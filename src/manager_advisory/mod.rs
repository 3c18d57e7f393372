pub mod errors;
pub mod models;

use chrono::{DateTime, NaiveDate, NaiveDateTime};
use crate::manager_advisory::errors::FormatError;
use crate::manager_advisory::models::{Advisory, DailySummary, HourlySeries, PrimaryAdvice};
use crate::markdown::escape_markdown;

const HOURS_PER_DAY: usize = 24;
const FORECAST_DAYS: usize = 3;
const SWING_THRESHOLD: f64 = 15.0;

/// Builds a farming advisory from an hourly temperature series
///
/// Days are fixed 24 sample windows counted from the first sample, so they follow
/// the hours since series start rather than local midnight. A day is only summarized
/// if its window is complete. Nothing in here panics, every problem with the input
/// comes back as a `FormatError`.
///
/// # Arguments
///
/// * 'series' - hourly temperatures, `None` if the forecast had no hourly block
/// * 'location' - label of the location the forecast is for
pub fn build_advisory(series: Option<&HourlySeries>, location: &str) -> Result<Advisory, FormatError> {
    let series = match series {
        Some(s) if !s.timestamps.is_empty() && !s.temperatures.is_empty() => s,
        _ => return Err(FormatError::IncompleteData),
    };

    let current_temperature = finite(series.temperatures[0], 0)?;

    let mut daily: Vec<DailySummary> = Vec::new();
    for day in 0..FORECAST_DAYS {
        let start = day * HOURS_PER_DAY;
        let Some(window) = series.temperatures.get(start..start + HOURS_PER_DAY) else {
            break;
        };

        let (min_temperature, max_temperature) = window
            .iter()
            .enumerate()
            .try_fold((f64::INFINITY, f64::NEG_INFINITY), |(min, max), (i, &t)| -> Result<(f64, f64), FormatError> {
                let t = finite(t, start + i)?;
                Ok((min.min(t), max.max(t)))
            })?;

        let timestamp = series.timestamps.get(start)
            .ok_or_else(|| FormatError::ProcessingError(format!("no timestamp for sample {}", start)))?;

        daily.push(DailySummary {
            date: parse_timestamp(timestamp)?,
            min_temperature,
            max_temperature,
        });
    }

    let swing_warning = daily.first().is_some_and(|d| d.swing() > SWING_THRESHOLD);

    Ok(Advisory {
        location: location.to_string(),
        current_temperature,
        daily,
        primary: PrimaryAdvice::for_temperature(current_temperature),
        swing_warning,
    })
}

impl Advisory {
    /// Renders the advisory as a Telegram (legacy) Markdown message
    ///
    /// # Arguments
    ///
    /// * 'generated_at' - local time shown as the time of the advisory
    pub fn render(&self, generated_at: NaiveDateTime) -> String {
        let mut message = String::from("🌾 *Meghdoot Weather Advisory* 🌾\n");
        message.push_str(&format!("📍 *Location:* {}\n", escape_markdown(&self.location)));
        message.push_str(&format!("⏰ *Time:* {}\n\n", generated_at.format("%d %b %Y, %I:%M %p")));

        message.push_str("*🌡️ CURRENT CONDITIONS:*\n");
        message.push_str(&format!("• Temperature: {:.1}°C\n\n", self.current_temperature));

        message.push_str("*📅 3-DAY FORECAST:*\n");
        for day in self.daily.iter() {
            message.push_str(&format!("• {}: {:.0}-{:.0}°C\n",
                                      day.date.format("%a, %d %b"), day.min_temperature, day.max_temperature));
        }

        message.push_str("\n*⚠️ FARMING RECOMMENDATIONS:*\n");
        for line in self.advice_lines() {
            message.push_str(&format!("• {}\n", line));
        }

        message.push_str("\n_Data: Open-Meteo | Free Weather API_ ☁️\n");
        message.push_str("🔄 Send location again for updated forecast");

        message
    }
}

const NAIVE_FORMATS: [&str; 3] = ["%Y-%m-%dT%H:%M:%S%.f", "%Y-%m-%dT%H:%M:%S", "%Y-%m-%dT%H:%M"];

/// Parses an ISO-8601 timestamp into its wall clock time
///
/// Accepts full RFC 3339 (including a trailing `Z`), the offset-less minute or second
/// precision form that Open-Meteo returns for `timezone=auto`, fractional seconds,
/// a space instead of the `T` and a bare date, which is taken as midnight.
///
/// # Arguments
///
/// * 'timestamp' - the timestamp to parse
fn parse_timestamp(timestamp: &str) -> Result<NaiveDateTime, FormatError> {
    let normalized = match (timestamp.get(..10), timestamp.get(10..11), timestamp.get(11..)) {
        (Some(date), Some(" "), Some(time)) => format!("{}T{}", date, time),
        _ => timestamp.to_string(),
    };

    if let Ok(date_time) = DateTime::parse_from_rfc3339(&normalized) {
        return Ok(date_time.naive_local());
    }
    if let Ok(date_time) = DateTime::parse_from_str(&normalized, "%Y-%m-%dT%H:%M%:z") {
        return Ok(date_time.naive_local());
    }

    let naive = normalized.strip_suffix('Z').unwrap_or(&normalized);
    for format in NAIVE_FORMATS {
        if let Ok(date_time) = NaiveDateTime::parse_from_str(naive, format) {
            return Ok(date_time);
        }
    }

    NaiveDate::parse_from_str(naive, "%Y-%m-%d")
        .ok()
        .and_then(|date| date.and_hms_opt(0, 0, 0))
        .ok_or_else(|| FormatError::ProcessingError(format!("malformed timestamp '{}'", timestamp)))
}

fn finite(temp: f64, index: usize) -> Result<f64, FormatError> {
    if temp.is_finite() {
        Ok(temp)
    } else {
        Err(FormatError::ProcessingError(format!("temperature missing at sample {}", index)))
    }
}

#[cfg(test)]
mod tests {
    use chrono::{NaiveDate, TimeDelta};
    use super::*;
    use crate::manager_advisory::models::{GENERAL_ADVICE, SWING_ADVICE};

    fn series(temperatures: Vec<f64>) -> HourlySeries {
        let start = NaiveDate::from_ymd_opt(2024, 6, 1).unwrap().and_hms_opt(0, 0, 0).unwrap();
        let timestamps = (0..temperatures.len())
            .map(|h| (start + TimeDelta::hours(h as i64)).format("%Y-%m-%dT%H:%M").to_string())
            .collect();

        HourlySeries { timestamps, temperatures }
    }

    fn mild(hours: usize) -> Vec<f64> {
        (0..hours).map(|h| 20.0 + (h % 24) as f64 * 0.25).collect()
    }

    #[test]
    fn three_days_from_seven_day_series() {
        let advisory = build_advisory(Some(&series(mild(168))), "Farm").unwrap();

        assert_eq!(advisory.daily.len(), 3);
        assert_eq!(advisory.current_temperature, 20.0);
        assert_eq!(advisory.primary, PrimaryAdvice::Normal);
        assert!(!advisory.swing_warning);
        assert_eq!(advisory.advice_lines().len(), 1 + GENERAL_ADVICE.len());

        let dates: Vec<String> = advisory.daily.iter().map(|d| d.date.format("%a %d").to_string()).collect();
        assert_eq!(dates, vec!["Sat 01", "Sun 02", "Mon 03"]);
        assert_eq!(advisory.daily[0].min_temperature, 20.0);
        assert_eq!(advisory.daily[0].max_temperature, 25.75);
    }

    #[test]
    fn exactly_seventy_two_hours() {
        let advisory = build_advisory(Some(&series(mild(72))), "Farm").unwrap();
        assert_eq!(advisory.daily.len(), 3);
    }

    #[test]
    fn partial_day_is_skipped() {
        let advisory = build_advisory(Some(&series(mild(47))), "Farm").unwrap();
        assert_eq!(advisory.daily.len(), 1);
    }

    #[test]
    fn less_than_a_day() {
        let advisory = build_advisory(Some(&series(vec![12.5; 10])), "Farm").unwrap();

        assert!(advisory.daily.is_empty());
        assert_eq!(advisory.current_temperature, 12.5);
        assert!(!advisory.swing_warning);
    }

    #[test]
    fn incomplete_data() {
        assert_eq!(build_advisory(None, "Farm"), Err(FormatError::IncompleteData));
        assert_eq!(build_advisory(Some(&HourlySeries::default()), "Farm"), Err(FormatError::IncompleteData));

        let no_timestamps = HourlySeries { timestamps: Vec::new(), temperatures: mild(72) };
        assert_eq!(build_advisory(Some(&no_timestamps), "Farm"), Err(FormatError::IncompleteData));
    }

    #[test]
    fn heat_stress_wins_over_normal() {
        let mut temps = vec![30.0; 72];
        temps[0] = 36.0;
        let advisory = build_advisory(Some(&series(temps)), "Farm").unwrap();

        assert_eq!(advisory.primary, PrimaryAdvice::HeatStress);
        assert!(!advisory.advice_lines().contains(&PrimaryAdvice::Normal.text()));
    }

    #[test]
    fn frost_risk() {
        let advisory = build_advisory(Some(&series(vec![5.0; 30])), "Farm").unwrap();
        assert_eq!(advisory.primary, PrimaryAdvice::FrostRisk);
    }

    #[test]
    fn rule_boundaries() {
        assert_eq!(PrimaryAdvice::for_temperature(35.0), PrimaryAdvice::HighTemperature);
        assert_eq!(PrimaryAdvice::for_temperature(32.0), PrimaryAdvice::Normal);
        assert_eq!(PrimaryAdvice::for_temperature(32.1), PrimaryAdvice::HighTemperature);
        assert_eq!(PrimaryAdvice::for_temperature(10.0), PrimaryAdvice::CoolConditions);
        assert_eq!(PrimaryAdvice::for_temperature(9.9), PrimaryAdvice::FrostRisk);
        assert_eq!(PrimaryAdvice::for_temperature(15.0), PrimaryAdvice::Normal);
    }

    #[test]
    fn large_swing_adds_line() {
        let mut temps = vec![20.0; 72];
        temps[3] = 10.0;
        temps[14] = 28.0;
        let advisory = build_advisory(Some(&series(temps)), "Farm").unwrap();

        assert!(advisory.swing_warning);
        let lines = advisory.advice_lines();
        assert_eq!(lines.len(), 4);
        assert_eq!(lines[0], PrimaryAdvice::Normal.text());
        assert_eq!(lines[1], SWING_ADVICE);
    }

    #[test]
    fn constant_temperature() {
        let advisory = build_advisory(Some(&series(vec![18.0; 24])), "Farm").unwrap();
        assert_eq!(advisory.daily[0].min_temperature, advisory.daily[0].max_temperature);
    }

    #[test]
    fn malformed_timestamp() {
        let mut s = series(mild(48));
        s.timestamps[24] = "tomorrow".to_string();

        assert!(matches!(build_advisory(Some(&s), "Farm"), Err(FormatError::ProcessingError(_))));
    }

    #[test]
    fn missing_timestamp_for_day() {
        let mut s = series(mild(48));
        s.timestamps.truncate(10);

        assert!(matches!(build_advisory(Some(&s), "Farm"), Err(FormatError::ProcessingError(_))));
    }

    #[test]
    fn missing_temperature() {
        let mut temps = mild(72);
        temps[40] = f64::NAN;

        assert!(matches!(build_advisory(Some(&series(temps)), "Farm"), Err(FormatError::ProcessingError(_))));
    }

    #[test]
    fn timestamp_forms() {
        let expected = NaiveDate::from_ymd_opt(2024, 6, 1).unwrap().and_hms_opt(5, 30, 0).unwrap();

        assert_eq!(parse_timestamp("2024-06-01T05:30").unwrap(), expected);
        assert_eq!(parse_timestamp("2024-06-01T05:30:00").unwrap(), expected);
        assert_eq!(parse_timestamp("2024-06-01T05:30Z").unwrap(), expected);
        assert_eq!(parse_timestamp("2024-06-01T05:30:00Z").unwrap(), expected);
        assert_eq!(parse_timestamp("2024-06-01T05:30:00+05:30").unwrap(), expected);
        assert_eq!(parse_timestamp("2024-06-01T05:30+05:30").unwrap(), expected);
        assert_eq!(parse_timestamp("2024-06-01T05:30:00.000").unwrap(), expected);
        assert_eq!(parse_timestamp("2024-06-01T05:30:00.250Z").unwrap(),
                   expected + TimeDelta::milliseconds(250));
        assert_eq!(parse_timestamp("2024-06-01 05:30").unwrap(), expected);
        assert_eq!(parse_timestamp("2024-06-01 05:30:00.000+05:30").unwrap(), expected);
        assert_eq!(parse_timestamp("2024-06-01").unwrap(), expected - TimeDelta::minutes(330));
    }

    #[test]
    fn timestamp_rejects() {
        assert!(parse_timestamp("tomorrow").is_err());
        assert!(parse_timestamp("2024-13-01T05:30").is_err());
        assert!(parse_timestamp("2024-06-01T25:00").is_err());
        assert!(parse_timestamp("").is_err());
        assert!(parse_timestamp("2024-06-01\u{a0}05:30").is_err());
    }

    #[test]
    fn space_separated_series() {
        let mut s = series(mild(72));
        for t in s.timestamps.iter_mut() {
            *t = t.replacen('T', " ", 1) + ":00.000";
        }

        let advisory = build_advisory(Some(&s), "Farm").unwrap();
        assert_eq!(advisory.daily.len(), 3);
        assert_eq!(advisory.daily[1].date,
                   NaiveDate::from_ymd_opt(2024, 6, 2).unwrap().and_hms_opt(0, 0, 0).unwrap());
    }

    #[test]
    fn deterministic() {
        let s = series(mild(100));
        assert_eq!(build_advisory(Some(&s), "Farm"), build_advisory(Some(&s), "Farm"));
    }

    #[test]
    fn render_message() {
        let mut temps = mild(72);
        temps[0] = 33.4;
        let advisory = build_advisory(Some(&series(temps)), "Rampur_Khas").unwrap();
        let at = NaiveDate::from_ymd_opt(2024, 6, 1).unwrap().and_hms_opt(14, 5, 0).unwrap();
        let message = advisory.render(at);

        assert!(message.contains("📍 *Location:* Rampur\\_Khas\n"));
        assert!(message.contains("⏰ *Time:* 01 Jun 2024, 02:05 PM\n"));
        assert!(message.contains("• Temperature: 33.4°C\n"));
        assert!(message.contains("• Sat, 01 Jun: 20-33°C\n"));
        assert!(message.contains("• Mon, 03 Jun: 20-26°C\n"));
        assert!(message.contains(PrimaryAdvice::HighTemperature.text()));
        assert!(message.ends_with("updated forecast"));
    }
}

→ **What the task requires**
Using the material above, gather every line that includes "sample".

→ **Result**
/// Days are fixed 24 sample windows counted from the first sample, so they follow
            .ok_or_else(|| FormatError::ProcessingError(format!("no timestamp for sample {}", start)))?;
        Err(FormatError::ProcessingError(format!("temperature missing at sample {}", index)))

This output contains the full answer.